• DATA TO USE
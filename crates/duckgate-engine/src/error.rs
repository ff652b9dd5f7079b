//! Error types for the duckgate engine.
//!
//! Every failure the table store, query builder or format codecs can produce
//! is a variant of [`EngineError`]. The HTTP layer maps these to status codes
//! in exactly one place, so the variants carry enough context to diagnose the
//! problem (table, column, failing SQL) but never local file-system paths.

/// Maximum number of characters of SQL echoed back inside an error message.
const SQL_PREVIEW_CHARS: usize = 120;

/// Errors from the table store, query builder and codecs.
#[derive(Debug, thiserror::Error)]
pub enum EngineError {
    /// The named table does not resolve in the store.
    #[error("Table not found: {0}")]
    TableNotFound(String),

    /// A table with this name already exists; creation never overwrites.
    #[error("Table already exists: {0}")]
    TableAlreadyExists(String),

    /// A table definition was rejected (unknown type, empty or duplicate columns).
    #[error("Invalid schema: {0}")]
    InvalidSchema(String),

    /// A table or column name failed the identifier allow-list.
    #[error("Invalid identifier: {0}")]
    InvalidIdentifier(String),

    /// Inserted data does not fit the target table.
    #[error("Schema mismatch: {0}")]
    SchemaMismatch(String),

    /// The store rejected a column reference.
    #[error("Unknown column: {0}")]
    UnknownColumn(String),

    /// Only part of a pivot specification was supplied.
    #[error("Invalid pivot spec: {0}")]
    InvalidPivotSpec(String),

    /// A filter predicate is not a single self-contained expression.
    #[error("Invalid filter: {0}")]
    InvalidFilter(String),

    /// The requested wire format is not one of json, ndjson, csv or parquet.
    #[error("Unsupported format: {0}")]
    UnsupportedFormat(String),

    /// Any native store failure (malformed SQL, constraint violation, ...).
    #[error("Query error: {message}")]
    QueryError {
        /// Store diagnostic, usually followed by a preview of the failing SQL.
        message: String,
    },

    /// A value could not be represented in the target format.
    #[error("Encoding failure: {cause}")]
    EncodingFailure {
        /// What could not be encoded or decoded.
        cause: String,
    },

    /// The statement did not finish within the configured timeout.
    #[error("Query timed out after {timeout_ms}ms")]
    QueryTimeout {
        /// The timeout that was exceeded, in milliseconds.
        timeout_ms: u64,
    },

    /// The underlying connection has been closed.
    #[error("Table store is unavailable")]
    StoreUnavailable,

    /// Local I/O failed while spooling an export or an upload.
    #[error("IO error: {0}")]
    Io(#[from] std::io::Error),
}

impl EngineError {
    /// Create a `QueryError` carrying a preview of the offending SQL.
    ///
    /// # Examples
    ///
    /// ```
    /// use duckgate_engine::EngineError;
    ///
    /// let err = EngineError::query("SELECT * FORM t", "syntax error at or near \"FORM\"");
    /// assert!(err.to_string().contains("syntax error"));
    /// assert!(err.to_string().contains("SELECT * FORM t"));
    /// ```
    pub fn query(sql: &str, detail: impl Into<String>) -> Self {
        let detail = detail.into();
        if sql.is_empty() {
            return Self::QueryError { message: detail };
        }
        Self::QueryError {
            message: format!("{} (query: {})", detail, sql_preview(sql)),
        }
    }

    /// Create an `EncodingFailure`.
    pub fn encoding(cause: impl Into<String>) -> Self {
        Self::EncodingFailure {
            cause: cause.into(),
        }
    }

    /// Classify a native DuckDB error raised while running `sql`.
    ///
    /// DuckDB reports every failure as a message string prefixed with its
    /// error class (`Catalog Error`, `Binder Error`, ...), so classification
    /// is a matter of recognising those prefixes.
    pub fn from_duckdb(err: duckdb::Error, sql: &str) -> Self {
        classify_message(err.to_string(), sql)
    }
}

impl From<duckdb::Error> for EngineError {
    fn from(e: duckdb::Error) -> Self {
        classify_message(e.to_string(), "")
    }
}

impl From<arrow::error::ArrowError> for EngineError {
    fn from(e: arrow::error::ArrowError) -> Self {
        EngineError::encoding(e.to_string())
    }
}

impl From<parquet::errors::ParquetError> for EngineError {
    fn from(e: parquet::errors::ParquetError) -> Self {
        EngineError::encoding(e.to_string())
    }
}

impl From<serde_json::Error> for EngineError {
    fn from(e: serde_json::Error) -> Self {
        EngineError::encoding(e.to_string())
    }
}

fn classify_message(msg: String, sql: &str) -> EngineError {
    if msg.contains("Catalog Error") {
        if let Some(name) = between(&msg, "Table with name ", " does not exist") {
            return EngineError::TableNotFound(name.to_string());
        }
        if msg.contains("Type with name") {
            return EngineError::InvalidSchema(msg);
        }
        if let Some(name) = between(&msg, "Table with name \"", "\" already exists") {
            return EngineError::TableAlreadyExists(name.to_string());
        }
        if msg.contains("already exists") {
            return EngineError::TableAlreadyExists(msg);
        }
    }
    if msg.contains("Binder Error")
        && (msg.contains("Referenced column") || msg.contains("not found in FROM clause"))
    {
        return EngineError::UnknownColumn(msg);
    }
    EngineError::query(sql, msg)
}

fn between<'a>(haystack: &'a str, start: &str, end: &str) -> Option<&'a str> {
    let from = haystack.find(start)? + start.len();
    let rest = &haystack[from..];
    let to = rest.find(end)?;
    Some(rest[..to].trim_matches('"'))
}

fn sql_preview(sql: &str) -> String {
    let sql = sql.trim();
    if sql.chars().count() > SQL_PREVIEW_CHARS {
        let head: String = sql.chars().take(SQL_PREVIEW_CHARS).collect();
        format!("{}...", head)
    } else {
        sql.to_string()
    }
}

/// A specialised `Result` type for engine operations.
pub type Result<T> = std::result::Result<T, EngineError>;

#[cfg(test)]
mod tests {
    use super::*;

    #[test]
    fn test_missing_table_is_classified() {
        let err = classify_message(
            "Catalog Error: Table with name orders does not exist!\nDid you mean \"order_items\"?"
                .to_string(),
            "SELECT * FROM orders",
        );
        assert!(matches!(err, EngineError::TableNotFound(ref t) if t == "orders"));
    }

    #[test]
    fn test_unknown_column_is_classified() {
        let err = classify_message(
            "Binder Error: Referenced column \"nope\" not found in FROM clause!".to_string(),
            "SELECT nope FROM t",
        );
        assert!(matches!(err, EngineError::UnknownColumn(_)));
    }

    #[test]
    fn test_unknown_type_is_invalid_schema() {
        let err = classify_message(
            "Catalog Error: Type with name WIDGET does not exist!".to_string(),
            "CREATE TABLE t (a WIDGET)",
        );
        assert!(matches!(err, EngineError::InvalidSchema(_)));
    }

    #[test]
    fn test_other_errors_keep_sql_preview() {
        let long_sql = format!("SELECT {}", "x, ".repeat(100));
        let err = classify_message("Parser Error: syntax error".to_string(), &long_sql);
        let msg = err.to_string();
        assert!(msg.starts_with("Query error: Parser Error"));
        assert!(msg.ends_with("...)"));
    }
}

• DIRECTIONS
Please go through the material and return each line where the word "TableAlreadyExists" appears.

• ANSWER AREA
    TableAlreadyExists(String),
            return EngineError::TableAlreadyExists(name.to_string());
            return EngineError::TableAlreadyExists(msg);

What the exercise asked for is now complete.